◆ **ASSIGNED TASK**
Copy each entry below exactly.

◆ **DATA FOR REVIEW**

== Segment start ==

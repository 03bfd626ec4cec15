//! Key-value persistence
//!
//! Fingerprints, cached bodies, the incident log, alert dedup state and the
//! cycle history all live in a [`KvStore`] keyed by logical name. The durable
//! implementation is [`FileStore`]; [`MemoryStore`] backs tests and dry runs.

mod file;
mod memory;

pub use file::FileStore;
pub use memory::MemoryStore;

use serde::de::DeserializeOwned;
use serde::Serialize;
use thiserror::Error;

/// Persistence failures
#[derive(Error, Debug)]
pub enum PersistenceError {
    /// Underlying I/O failure
    #[error("I/O error: {0}")]
    Io(#[from] std::io::Error),

    /// Stored value could not be encoded or decoded
    #[error("Serialization error: {0}")]
    Serialization(String),

    /// Key contains characters or segments the store refuses
    #[error("Invalid key: {0}")]
    InvalidKey(String),

    /// Internal lock was poisoned by a panicking writer
    #[error("Store lock poisoned")]
    LockPoisoned,
}

impl From<serde_json::Error> for PersistenceError {
    fn from(err: serde_json::Error) -> Self {
        PersistenceError::Serialization(err.to_string())
    }
}

/// Byte-oriented key-value store
pub trait KvStore: Send + Sync {
    /// Read the value for a key, `None` when absent
    fn get(&self, key: &str) -> Result<Option<Vec<u8>>, PersistenceError>;

    /// Write (replace) the value for a key
    fn put(&self, key: &str, value: &[u8]) -> Result<(), PersistenceError>;
}

/// Read and decode a JSON value
pub fn get_json<T: DeserializeOwned>(
    store: &dyn KvStore,
    key: &str,
) -> Result<Option<T>, PersistenceError> {
    match store.get(key)? {
        Some(bytes) => Ok(Some(serde_json::from_slice(&bytes)?)),
        None => Ok(None),
    }
}

/// Encode and write a JSON value
pub fn put_json<T: Serialize>(
    store: &dyn KvStore,
    key: &str,
    value: &T,
) -> Result<(), PersistenceError> {
    let bytes = serde_json::to_vec_pretty(value)?;
    store.put(key, &bytes)
}

/// Validate a store key: `/`-separated segments of `[A-Za-z0-9_.-]`
pub fn validate_key(key: &str) -> Result<(), PersistenceError> {
    if key.is_empty() {
        return Err(PersistenceError::InvalidKey("empty key".to_string()));
    }

    for segment in key.split('/') {
        let valid_chars = segment
            .chars()
            .all(|c| c.is_ascii_alphanumeric() || matches!(c, '_' | '-' | '.'));
        if segment.is_empty() || segment == "." || segment == ".." || !valid_chars {
            return Err(PersistenceError::InvalidKey(key.to_string()));
        }
    }

    Ok(())
}

#[cfg(test)]
mod tests {
    use super::*;
    use std::collections::BTreeMap;

    #[test]
    fn test_validate_key() {
        assert!(validate_key("incidents.json").is_ok());
        assert!(validate_key("fingerprints/homepage.json").is_ok());
        assert!(validate_key("content/rss-feed_2.body").is_ok());

        assert!(validate_key("").is_err());
        assert!(validate_key("../etc/passwd").is_err());
        assert!(validate_key("a//b").is_err());
        assert!(validate_key("a/./b").is_err());
        assert!(validate_key("with space").is_err());
        assert!(validate_key("/absolute").is_err());
    }

    #[test]
    fn test_json_helpers() {
        let store = MemoryStore::new();
        let mut value = BTreeMap::new();
        value.insert("content_changed".to_string(), 42i64);

        put_json(&store, "alert_state.json", &value).unwrap();
        let loaded: Option<BTreeMap<String, i64>> = get_json(&store, "alert_state.json").unwrap();
        assert_eq!(loaded, Some(value));

        let missing: Option<BTreeMap<String, i64>> = get_json(&store, "nothing.json").unwrap();
        assert!(missing.is_none());
    }

    #[test]
    fn test_corrupt_json_is_an_error() {
        let store = MemoryStore::new();
        store.put("broken.json", b"{not json").unwrap();
        let result: Result<Option<Vec<u32>>, _> = get_json(&store, "broken.json");
        assert!(matches!(result, Err(PersistenceError::Serialization(_))));
    }
}
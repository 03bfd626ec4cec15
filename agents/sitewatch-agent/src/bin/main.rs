//! Sitewatch agent entry point

use clap::Parser;
use sitewatch_agent::cli::{self, SitewatchCli};
use sitewatch_agent::telemetry::init_tracing;

#[tokio::main]
async fn main() {
    // A missing .env file is fine.
    dotenv::dotenv().ok();

    let cli = SitewatchCli::parse();
    init_tracing(cli.verbose, cli.quiet, cli.log_format);

    let code = match cli::run(cli).await {
        Ok(code) => code,
        Err(e) => {
            let code = e.exit_code();
            let err = anyhow::Error::new(e).context("sitewatch command failed");
            let message = format!("{:#}", err);
            tracing::error!(error = %message, exit_code = i32::from(code), "Command failed");
            eprintln!("Error: {}", message);
            code
        }
    };

    std::process::exit(code.into());
}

== Segment end ==

◆ **TASK ANSWER**
repository 03bfd626ec4cec15
//! Key-value persistence
//!
//! Fingerprints, cached bodies, the incident log, alert dedup state and the
//! cycle history all live in a [`KvStore`] keyed by logical name. The durable
//! implementation is [`FileStore`]; [`MemoryStore`] backs tests and dry runs.

mod file;
mod memory;

pub use file::FileStore;
pub use memory::MemoryStore;

use serde::de::DeserializeOwned;
use serde::Serialize;
use thiserror::Error;

/// Persistence failures
#[derive(Error, Debug)]
pub enum PersistenceError {
    /// Underlying I/O failure
    #[error("I/O error: {0}")]
    Io(#[from] std::io::Error),

    /// Stored value could not be encoded or decoded
    #[error("Serialization error: {0}")]
    Serialization(String),

    /// Key contains characters or segments the store refuses
    #[error("Invalid key: {0}")]
    InvalidKey(String),

    /// Internal lock was poisoned by a panicking writer
    #[error("Store lock poisoned")]
    LockPoisoned,
}

impl From<serde_json::Error> for PersistenceError {
    fn from(err: serde_json::Error) -> Self {
        PersistenceError::Serialization(err.to_string())
    }
}

/// Byte-oriented key-value store
pub trait KvStore: Send + Sync {
    /// Read the value for a key, `None` when absent
    fn get(&self, key: &str) -> Result<Option<Vec<u8>>, PersistenceError>;

    /// Write (replace) the value for a key
    fn put(&self, key: &str, value: &[u8]) -> Result<(), PersistenceError>;
}

/// Read and decode a JSON value
pub fn get_json<T: DeserializeOwned>(
    store: &dyn KvStore,
    key: &str,
) -> Result<Option<T>, PersistenceError> {
    match store.get(key)? {
        Some(bytes) => Ok(Some(serde_json::from_slice(&bytes)?)),
        None => Ok(None),
    }
}

/// Encode and write a JSON value
pub fn put_json<T: Serialize>(
    store: &dyn KvStore,
    key: &str,
    value: &T,
) -> Result<(), PersistenceError> {
    let bytes = serde_json::to_vec_pretty(value)?;
    store.put(key, &bytes)
}

/// Validate a store key: `/`-separated segments of `[A-Za-z0-9_.-]`
pub fn validate_key(key: &str) -> Result<(), PersistenceError> {
    if key.is_empty() {
        return Err(PersistenceError::InvalidKey("empty key".to_string()));
    }

    for segment in key.split('/') {
        let valid_chars = segment
            .chars()
            .all(|c| c.is_ascii_alphanumeric() || matches!(c, '_' | '-' | '.'));
        if segment.is_empty() || segment == "." || segment == ".." || !valid_chars {
            return Err(PersistenceError::InvalidKey(key.to_string()));
        }
    }

    Ok(())
}

#[cfg(test)]
mod tests {
    use super::*;
    use std::collections::BTreeMap;

    #[test]
    fn test_validate_key() {
        assert!(validate_key("incidents.json").is_ok());
        assert!(validate_key("fingerprints/homepage.json").is_ok());
        assert!(validate_key("content/rss-feed_2.body").is_ok());

        assert!(validate_key("").is_err());
        assert!(validate_key("../etc/passwd").is_err());
        assert!(validate_key("a//b").is_err());
        assert!(validate_key("a/./b").is_err());
        assert!(validate_key("with space").is_err());
        assert!(validate_key("/absolute").is_err());
    }

    #[test]
    fn test_json_helpers() {
        let store = MemoryStore::new();
        let mut value = BTreeMap::new();
        value.insert("content_changed".to_string(), 42i64);

        put_json(&store, "alert_state.json", &value).unwrap();
        let loaded: Option<BTreeMap<String, i64>> = get_json(&store, "alert_state.json").unwrap();
        assert_eq!(loaded, Some(value));

        let missing: Option<BTreeMap<String, i64>> = get_json(&store, "nothing.json").unwrap();
        assert!(missing.is_none());
    }

    #[test]
    fn test_corrupt_json_is_an_error() {
        let store = MemoryStore::new();
        store.put("broken.json", b"{not json").unwrap();
        let result: Result<Option<Vec<u32>>, _> = get_json(&store, "broken.json");
        assert!(matches!(result, Err(PersistenceError::Serialization(_))));
    }
}
repository 03bfd626ec4cec15
filename agents/sitewatch-agent/src/bin/main.rs
//! Sitewatch agent entry point

use clap::Parser;
use sitewatch_agent::cli::{self, SitewatchCli};
use sitewatch_agent::telemetry::init_tracing;

#[tokio::main]
async fn main() {
    // A missing .env file is fine.
    dotenv::dotenv().ok();

    let cli = SitewatchCli::parse();
    init_tracing(cli.verbose, cli.quiet, cli.log_format);

    let code = match cli::run(cli).await {
        Ok(code) => code,
        Err(e) => {
            let code = e.exit_code();
            let err = anyhow::Error::new(e).context("sitewatch command failed");
            let message = format!("{:#}", err);
            tracing::error!(error = %message, exit_code = i32::from(code), "Command failed");
            eprintln!("Error: {}", message);
            code
        }
    };

    std::process::exit(code.into());
}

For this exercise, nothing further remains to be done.